Tuesday, June 26, 2012

Boundary Agreement




I have two Boundary Agreements with Devin.  One is signed and dated and the other is an email we sent back and forth months later, a more “common sense” agreement.

The idea behind the Boundary Agreement is two-fold.  It allows the partner to set their boundaries while enforcing consequences when the boundaries are broken and helps create a safe environment for the partner.  Secondly, it informs the sex addict of what the partner is willing to tolerate within their relationship and what to expect when the boundaries are crossed.  It helps to define guidelines of acceptable behavior within the relationship.

It would seem that a mature couple would already have these guidelines, dare I say, rules, established before they get married but surprisingly most married couples make the assumption that their partner will not cheat on them or that they both have the same understanding of what cheating means.

However, not every person feels the same way about what the definition of cheating means or what is acceptable behavior within the confines of a relationship.

One couple may not have any problems with their spouse exchanging emails with someone of the opposite sex and not knowing it’s being done, what’s being said or perhaps that pictures are being exchanged but another couple may not feel that’s acceptable.  There are of course levels to these emails; I took it to the extreme.

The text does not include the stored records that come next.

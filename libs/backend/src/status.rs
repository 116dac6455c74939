use inlet_core::{Channel, IngestError, StatusUpdate, ValidationError};
use inlet_spool::SpoolKind;
use inlet_telemetry::{TelemetryLabels, record_counter};
use tracing::{Instrument, debug, error, instrument, warn};

use crate::{Backend, StatusReceipt, WriteOutcome};

impl Backend {
    /// Applies a delivery receipt. A receipt matching an earlier one with the
    /// same derived status is acknowledged without a second write.
    #[instrument(
        name = "backend.receive_status",
        skip(self, channel, status),
        fields(channel_uuid = %channel.uuid, reference = %status.reference, status = %status.status)
    )]
    pub async fn receive_status(
        &self,
        channel: &Channel,
        status: StatusUpdate,
    ) -> Result<StatusReceipt, IngestError> {
        if status.channel_uuid != channel.uuid {
            return Err(ValidationError::UnknownChannel(status.channel_uuid).into());
        }
        let key = status.fingerprint();
        if self
            .inner
            .fingerprints
            .seen(&key, status.status.code())
            .await
            .is_some()
        {
            debug!("duplicate receipt, skipping write");
            record_counter(
                "inlet_status_duplicate",
                1,
                &TelemetryLabels::new().channel_type(channel.channel_type.as_str()),
            );
            return Ok(StatusReceipt {
                msg_id: None,
                status: status.status,
                outcome: WriteOutcome::Duplicate,
            });
        }

        let this = self.clone();
        let channel = channel.clone();
        tokio::spawn(async move { this.write_status(&channel, status, &key).await }.in_current_span())
            .await
            .map_err(IngestError::spool)?
    }

    async fn write_status(
        &self,
        channel: &Channel,
        status: StatusUpdate,
        key: &str,
    ) -> Result<StatusReceipt, IngestError> {
        let timeout = self.inner.store_timeout;
        let result = tokio::time::timeout(timeout, self.inner.store.update_status(&status)).await;
        let receipt = match result {
            Ok(Ok(outcome)) => StatusReceipt {
                msg_id: Some(outcome.msg_id),
                status: outcome.status,
                outcome: WriteOutcome::Stored,
            },
            Ok(Err(err)) if err.is_not_found() => {
                return Err(IngestError::NotFound(status.reference.to_string()));
            }
            failed => {
                match failed {
                    Ok(Err(err)) => warn!(error = %err, "unable to write receipt, spooling"),
                    _ => warn!(timeout = ?timeout, "receipt write timed out, spooling"),
                }
                if let Err(err) = self
                    .inner
                    .spool
                    .write(SpoolKind::Statuses, channel.uuid, &status)
                    .await
                {
                    error!(error = %err, "unable to spool receipt");
                    return Err(IngestError::spool(err));
                }
                StatusReceipt {
                    msg_id: None,
                    status: status.status,
                    outcome: WriteOutcome::Spooled,
                }
            }
        };
        let uuid = status.uuid;
        self.inner
            .fingerprints
            .record(key, uuid, status.status.code())
            .await;
        Ok(receipt)
    }
}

Some couples may feel fine with their spouse going to lunch with a co-worker of the opposite sex and confiding in them about personal problems that are going on at home, while other couples may feel that is crossing a line.  What about a simple smack on the ass at work or a neck rub?  Where does that fit?

One couple may need to know where their spouse will be during the day or after work while another may not have any concerns at all and be confident that their spouse is just “doing their thing”.

Everyone is going to be different and in my case all the above is off limits for Devin.  They never used to be but they are now.

Of course, when dealing with a sex addict, that Boundary Agreement is a contract that must be written or at least verbally agreed to in a way that the partner can stick to.

For instance, in my Boundary Agreement, I have written and signed that if Devin cheats on me on-line or in person, I will leave.  This is something that I know I can abide by under no uncertain terms. 

I also have if he slips and/or relapses I must be notified by him within 24 hours or I will withhold affection for three days. 

Sounds crazy right?  Like I’m punishing a child?  In a sense, I am punishing a child, a grown man-child.  Sex addicts tend to stop maturing at the age of their first sexual acting out and/or experience.  They need to know there will be consequences for their actions or they will not stop the behavior.  That’s why it’s so important to create a boundary that can be enforced by the partner or it’s useless.  Much like the mom who says “Don’t make me take that toy away!” and then does nothing when the child continues to misbehave.  Nothing is learned.

Devin thrives off of my affection for him.  He loves to be loved and feel my hugs and my kisses and when I take that away, it hurts him.  It hurts me too but I have to stick by the consequence…and, in all honesty, as time has passed the typed document has changed and been tweaked verbally.  I was a week after Disclosure Day and a mental nut case…a dictator with a crushed heart.  I knew next to nothing about this addiction and it shows it my Boundary Agreement. ****eta (after writing this post I updated the BA in writing)

My “common sense” agreement I still stick to because, well, it’s common sense. Text me when you’ll be running late, things like that. 

Devin HATED, HATED these things when I first put them in place.  He felt like I was trying to control him because, at the time, he had been so completely out of control.  Now, it’s simply second nature and he’s not bothered at all.  It's something we rarely use because his recovery has come so far.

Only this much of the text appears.